**Problem details**
Output every entry below exactly as it is written.

**Exercise materials**
== Segment start ==

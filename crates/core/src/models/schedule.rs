use chrono::NaiveDate;
use serde::{Deserialize, Serialize};

/// One day of a staff member's working pattern.
///
/// Each listed hour opens four free 15-minute slots; every other hour of the
/// business day is written as blocked. An empty list marks a day off.
#[derive(Debug, Clone, PartialEq, Eq, Serialize, Deserialize)]
pub struct DaySchedule {
    pub date: NaiveDate,
    #[serde(default)]
    pub working_hours: Vec<u32>,
}

#[derive(Debug, Clone, Serialize, Deserialize)]
pub struct DefineScheduleRequest {
    pub days: Vec<DaySchedule>,
}

#[derive(Debug, Clone, Serialize, Deserialize)]
pub struct DefineScheduleResponse {
    pub days: usize,
    pub slots_written: usize,
}

#[derive(Debug, Clone, Serialize, Deserialize)]
pub struct ScheduleRangeQuery {
    pub from: NaiveDate,
    pub to: NaiveDate,
}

== Segment end ==

**Response to the task**
filename crates/core/src/models/schedule.rs
use chrono::NaiveDate;
use serde::{Deserialize, Serialize};

/// One day of a staff member's working pattern.
///
/// Each listed hour opens four free 15-minute slots; every other hour of the
/// business day is written as blocked. An empty list marks a day off.
#[derive(Debug, Clone, PartialEq, Eq, Serialize, Deserialize)]
pub struct DaySchedule {
    pub date: NaiveDate,
    #[serde(default)]
    pub working_hours: Vec<u32>,
}

#[derive(Debug, Clone, Serialize, Deserialize)]
pub struct DefineScheduleRequest {
    pub days: Vec<DaySchedule>,
}

#[derive(Debug, Clone, Serialize, Deserialize)]
pub struct DefineScheduleResponse {
    pub days: usize,
    pub slots_written: usize,
}

#[derive(Debug, Clone, Serialize, Deserialize)]
pub struct ScheduleRangeQuery {
    pub from: NaiveDate,
    pub to: NaiveDate,
}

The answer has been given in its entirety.